The Monumento de los Caidos, ‘monument to the fallen” is 15 k into our walk.  It memorializes Franco supporters disappeared and dumped into the valley below.




Everyone is battling something to get through this.  People are fighting all sorts of things.  The German woman without hair hiking with her husband, cancer eating at her, our girls walking together.  Everyone has some challenge. 

We'd hike another 12 k   to San Juan de Ortega and Ages.  








That afternoon, we stayed in Atapuerca, a town famous for its prehistoric humanoid artifacts, including a prehuman species, the homo antecessors, cannibals. 

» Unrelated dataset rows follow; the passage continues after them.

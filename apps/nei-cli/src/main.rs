mod error;

use clap::{Parser, Subcommand};
use error::{AppError, AppResult};
use nei_atomic::{Element, HydrogenicRates, RateCatalog, RateSource};
use nei_core::timing::{self, engine_timing};
use nei_sim::{Nei, SimProgress, SimulationRecord};
use nei_tables::{GridQuery, RateTable};
use std::io::{self, Write};
use std::path::{Path, PathBuf};
use std::time::Instant;
use tracing::info;
use tracing_subscriber::EnvFilter;

#[derive(Parser)]
#[command(name = "nei")]
#[command(about = "Non-equilibrium ionization of plasmas with time-dependent drivers", long_about = None)]
struct Cli {
    /// Print table-build and stepping time at the end
    #[arg(long, global = true)]
    timing: bool,

    #[command(subcommand)]
    command: Commands,
}

#[derive(Subcommand)]
enum Commands {
    /// Validate a run file
    Validate {
        /// Path to the run file (YAML, or JSON by extension)
        run_path: PathBuf,
    },
    /// Run a simulation
    Run {
        /// Path to the run file (YAML, or JSON by extension)
        run_path: PathBuf,
        /// Write the full record as JSON to stdout
        #[arg(long)]
        json: bool,
        /// Print every n-th row of the summary table
        #[arg(long, default_value_t = 1)]
        every: usize,
    },
    /// Equilibrium charge-state distribution of one element
    Equilibrium {
        /// Element symbol, name or atomic number
        #[arg(long)]
        element: String,
        /// Electron temperature in kelvin
        #[arg(long)]
        temperature: f64,
        /// JSON rate catalog (defaults to the hydrogenic model)
        #[arg(long)]
        catalog: Option<PathBuf>,
    },
    /// Inspect one node of an element's rate table
    Table {
        /// Element symbol, name or atomic number
        #[arg(long)]
        element: String,
        /// Grid node index
        #[arg(long, conflicts_with = "temperature", required_unless_present = "temperature")]
        index: Option<usize>,
        /// Temperature in kelvin; the nearest node is used
        #[arg(long)]
        temperature: Option<f64>,
        /// JSON rate catalog (defaults to the hydrogenic model)
        #[arg(long)]
        catalog: Option<PathBuf>,
    },
}

fn main() -> AppResult<()> {
    tracing_subscriber::fmt()
        .with_env_filter(EnvFilter::try_from_default_env().unwrap_or_else(|_| EnvFilter::new("warn")))
        .with_writer(io::stderr)
        .init();

    let cli = Cli::parse();
    if cli.timing {
        timing::enable_timing();
    }

    let result = match cli.command {
        Commands::Validate { run_path } => cmd_validate(&run_path),
        Commands::Run {
            run_path,
            json,
            every,
        } => cmd_run(&run_path, json, every),
        Commands::Equilibrium {
            element,
            temperature,
            catalog,
        } => cmd_equilibrium(&element, temperature, catalog.as_deref()),
        Commands::Table {
            element,
            index,
            temperature,
            catalog,
        } => {
            let query = match (index, temperature) {
                (Some(i), _) => GridQuery::Index(i),
                (None, Some(t)) => GridQuery::Temperature(t),
                (None, None) => {
                    return Err(AppError::Argument(
                        "either --index or --temperature is required".into(),
                    ));
                }
            };
            cmd_table(&element, query, catalog.as_deref())
        }
    };

    if let Some(summary) = engine_timing::summary() {
        eprintln!("\n=== Timing ===\n{summary}");
    }
    result
}

fn cmd_validate(run_path: &Path) -> AppResult<()> {
    println!("Validating run: {}", run_path.display());
    let run = nei_project::load(run_path)?;
    let config = nei_project::to_config(&run)?;
    println!("✓ Run is valid");
    println!(
        "  Elements: {}",
        config
            .elements()
            .map(|e| e.symbol())
            .collect::<Vec<_>>()
            .join(", ")
    );
    println!(
        "  Time: {} s to {} s, dt = {} s, max_steps = {}",
        config.time_start(),
        config.time_max(),
        config.dt(),
        config.max_steps()
    );
    Ok(())
}

fn cmd_run(run_path: &Path, json: bool, every: usize) -> AppResult<()> {
    let run = nei_project::load(run_path)?;
    let config = nei_project::to_config(&run)?;
    let base_dir = run_path.parent().unwrap_or_else(|| Path::new("."));
    let source = nei_project::rate_source(&run, base_dir)?;

    info!(run = %run.name, path = %run_path.display(), "loaded run");
    eprintln!("Running: {}", run.name);
    let started = Instant::now();
    let mut nei = Nei::build(config, source.as_ref())?;
    eprintln!(
        "  Rate tables ready ({} from {}) in {:.2}s",
        nei.elements().count(),
        source.name(),
        started.elapsed().as_secs_f64()
    );

    let mut last_emit = Instant::now();
    let mut last_fraction = -1.0f64;
    let record = nei.simulate_with_progress(Some(&mut |p: SimProgress| {
        let emit_now =
            (p.fraction_complete - last_fraction).abs() >= 0.005 || last_emit.elapsed().as_millis() >= 100;
        if emit_now {
            render_progress(&p);
            last_fraction = p.fraction_complete;
            last_emit = Instant::now();
        }
    }))?;
    clear_progress_line();
    eprintln!(
        "✓ Simulation completed: {} rows in {:.2}s",
        record.len(),
        started.elapsed().as_secs_f64()
    );

    if json {
        let stdout = io::stdout();
        let mut out = stdout.lock();
        serde_json::to_writer_pretty(&mut out, record)?;
        writeln!(out)?;
    } else {
        print_summary(record, every.max(1));
        let final_state = nei.final_state()?;
        println!("\nFinal state: {final_state}");
        for vector in final_state.iter() {
            println!("  {vector}");
        }
    }
    Ok(())
}

fn print_summary(record: &SimulationRecord, every: usize) {
    print!("{:>12} {:>12} {:>12}", "time_s", "T_e_K", "n_e_cm3");
    for element in record.elements() {
        print!(" {:>10}", format!("<Z> {}", element.symbol()));
    }
    println!();

    let last = record.last_step().unwrap_or(0);
    for row in (0..record.len()).filter(|r| r % every == 0 || *r == last) {
        print!(
            "{:>12.4e} {:>12.4e} {:>12.4e}",
            record.time()[row],
            record.temperature()[row],
            record.electron_density()[row]
        );
        for &element in record.elements() {
            let mean = record
                .fractions_at(element, row)
                .map(|f| f.iter().enumerate().map(|(k, v)| k as f64 * v).sum::<f64>())
                .unwrap_or(f64::NAN);
            print!(" {mean:>10.4}");
        }
        println!();
    }
}

fn clear_progress_line() {
    eprint!("\r{}\r", " ".repeat(100));
    let _ = io::stderr().flush();
}

fn render_progress(p: &SimProgress) {
    let width = 28usize;
    let filled = ((p.fraction_complete * width as f64).round() as usize).min(width);
    eprint!(
        "\r[{}{}] {:>6.2}%  t={:.3e}/{:.3e}s  step={}/{}",
        "#".repeat(filled),
        "-".repeat(width - filled),
        p.fraction_complete * 100.0,
        p.time,
        p.time_max,
        p.step,
        p.max_steps
    );
    let _ = io::stderr().flush();
}

fn open_source(catalog: Option<&Path>) -> AppResult<Box<dyn RateSource>> {
    let source: Box<dyn RateSource> = match catalog {
        Some(path) => Box::new(RateCatalog::from_json_file(path)?),
        None => Box::new(HydrogenicRates::default()),
    };
    Ok(source)
}

fn element_table(element: &str, catalog: Option<&Path>) -> AppResult<RateTable> {
    let element: Element = nei_project::resolve_element(element)
        .map_err(|e| AppError::Argument(e.to_string()))?;
    let source = open_source(catalog)?;
    Ok(RateTable::from_source(source.as_ref(), element)?)
}

fn cmd_equilibrium(element: &str, temperature: f64, catalog: Option<&Path>) -> AppResult<()> {
    let table = element_table(element, catalog)?;
    let grid = table.lookup(temperature)?;
    let entry = table.entry(grid.index)?;
    if grid.is_clamped() {
        eprintln!(
            "note: {temperature} K lies outside the table, using the boundary node at {:.4e} K",
            entry.temperature
        );
    }
    println!(
        "{} equilibrium at {:.4e} K (node {})",
        table.element().name(),
        entry.temperature,
        grid.index
    );
    for (charge, f) in entry.equilibrium.iter().enumerate() {
        println!("  {:<8} {:.6e}", table.element().ion_label(charge), f);
    }
    Ok(())
}

fn cmd_table(element: &str, query: GridQuery, catalog: Option<&Path>) -> AppResult<()> {
    let table = element_table(element, catalog)?;
    let entry = table.resolve(query)?;
    println!(
        "{} rate table: {} nodes from {:.3e} K to {:.3e} K",
        table.element().name(),
        table.len(),
        table.temperature_grid().first().copied().unwrap_or(f64::NAN),
        table.temperature_grid().last().copied().unwrap_or(f64::NAN)
    );
    println!("Node at {:.4e} K", entry.temperature);
    println!(
        "  {:<8} {:>12} {:>12} {:>12} {:>12}",
        "ion", "ionize", "recombine", "equilib", "eigenvalue"
    );
    for charge in 0..table.nstates() {
        println!(
            "  {:<8} {:>12.4e} {:>12.4e} {:>12.4e} {:>12.4e}",
            table.element().ion_label(charge),
            entry.ionization[charge],
            entry.recombination[charge],
            entry.equilibrium[charge],
            entry.eigenvalues[charge]
        );
    }
    Ok(())
}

The inn we find stands on a field, just outside a small medieval village.  Everyone hangs their laundry on laundry lines and drinks beer in the garden on our arrival. Its picturesque and peaceful.  We have a room to ourselves in a little cottage with a common room.  The space is ideal.










Yet, instead of just staying and enjoying the scene, somehow I feel compelled to go see the architectural site at Atapuerca, without knowing that most of the findings are in Burgos and Madrid.   The girls remain behind while I take part in the three hour tour in the burning sun. We would not get back till 7:30 PM.

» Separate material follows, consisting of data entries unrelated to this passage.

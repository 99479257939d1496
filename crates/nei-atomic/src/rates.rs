//! Rate coefficient source trait and validated per-element coefficients.

use crate::element::Element;
use crate::error::{AtomicError, AtomicResult};
use nei_core::is_strictly_increasing;

/// Collisional ionization and recombination coefficients for one element.
///
/// Coefficients are stored as `[charge state][temperature node]`:
/// - `ionization[k][i]`: rate from state `k` to `k+1` at node `i`
/// - `recombination[k][i]`: rate from state `k` to `k-1` at node `i`
///
/// The fully stripped state cannot ionize and the neutral state cannot
/// recombine, so `ionization[Z]` and `recombination[0]` are forced to zero.
#[derive(Debug, Clone, PartialEq)]
pub struct ElementRates {
    element: Element,
    temperature_grid: Vec<f64>,
    ionization: Vec<Vec<f64>>,
    recombination: Vec<Vec<f64>>,
}

impl ElementRates {
    /// Validate and wrap raw coefficients.
    ///
    /// Fails with [`AtomicError::Malformed`] when the grid is empty or not
    /// strictly increasing, when the matrices have the wrong shape, when a
    /// coefficient is negative or non-finite, or when a recombination rate
    /// into a physical state is zero.
    pub fn new(
        element: Element,
        temperature_grid: Vec<f64>,
        mut ionization: Vec<Vec<f64>>,
        mut recombination: Vec<Vec<f64>>,
    ) -> AtomicResult<Self> {
        let symbol = element.symbol();
        let malformed = |what: String| AtomicError::Malformed { symbol, what };

        let ntemp = temperature_grid.len();
        if ntemp == 0 {
            return Err(malformed("empty temperature grid".into()));
        }
        if temperature_grid.iter().any(|t| !t.is_finite() || *t <= 0.0) {
            return Err(malformed("temperature grid must be positive and finite".into()));
        }
        if !is_strictly_increasing(&temperature_grid) {
            return Err(malformed("temperature grid is not strictly increasing".into()));
        }

        let nstates = element.nstates();
        for (label, matrix) in [("ionization", &ionization), ("recombination", &recombination)] {
            if matrix.len() != nstates {
                return Err(malformed(format!(
                    "{label} has {} charge states, expected {nstates}",
                    matrix.len()
                )));
            }
            for (state, row) in matrix.iter().enumerate() {
                if row.len() != ntemp {
                    return Err(malformed(format!(
                        "{label}[{state}] has {} temperature nodes, expected {ntemp}",
                        row.len()
                    )));
                }
                if let Some(bad) = row.iter().find(|v| !v.is_finite() || **v < 0.0) {
                    return Err(malformed(format!(
                        "{label}[{state}] contains invalid rate {bad}"
                    )));
                }
            }
        }

        for (state, row) in recombination.iter().enumerate().skip(1) {
            if let Some(node) = row.iter().position(|v| *v == 0.0) {
                return Err(malformed(format!(
                    "recombination[{state}] is zero at node {node}"
                )));
            }
        }

        ionization[nstates - 1].iter_mut().for_each(|v| *v = 0.0);
        recombination[0].iter_mut().for_each(|v| *v = 0.0);

        Ok(Self {
            element,
            temperature_grid,
            ionization,
            recombination,
        })
    }

    pub fn element(&self) -> Element {
        self.element
    }

    pub fn nstates(&self) -> usize {
        self.element.nstates()
    }

    pub fn temperature_grid(&self) -> &[f64] {
        &self.temperature_grid
    }

    pub fn ntemp(&self) -> usize {
        self.temperature_grid.len()
    }

    /// Ionization rates of every charge state at grid node `node`.
    pub fn ionization_at(&self, node: usize) -> Vec<f64> {
        self.ionization.iter().map(|row| row[node]).collect()
    }

    /// Recombination rates of every charge state at grid node `node`.
    pub fn recombination_at(&self, node: usize) -> Vec<f64> {
        self.recombination.iter().map(|row| row[node]).collect()
    }
}

/// Source of raw rate coefficients, keyed by element.
///
/// This is the seam to the atomic-physics database. Implementations must be
/// thread-safe so a source can be shared across table builds.
pub trait RateSource: Send + Sync {
    /// Source name (for logging).
    fn name(&self) -> &str;

    /// Coefficients for one element, or a data error if the element is
    /// absent or its data malformed.
    fn element_rates(&self, element: Element) -> AtomicResult<ElementRates>;
}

I could not have been happier to see Caroline on my return, thirsty and hungry, one too many hikes and trips for a day.






A group of Canadians accompany me on the excursion. In their 70’s are full of energy.  One of the group walked the complete Camino two years prior.  


This year they are only walking a stretch.  Two from Sweden, others from Canada and the US, the four of them have been travelling together for years.  This is their final night.  So they linger at dinner long after we depart to walk outside looking at the sun on the countryside.



























A peaceful night in the Spanish sun after a long day on the road. 



We leave the window open again and a mosquito joins us in the night.  By the time we arrive in Burgos the next day, hives have broken out all over my body, some from the bedbugs over the previous nights, others ostensibly from this late night culprit.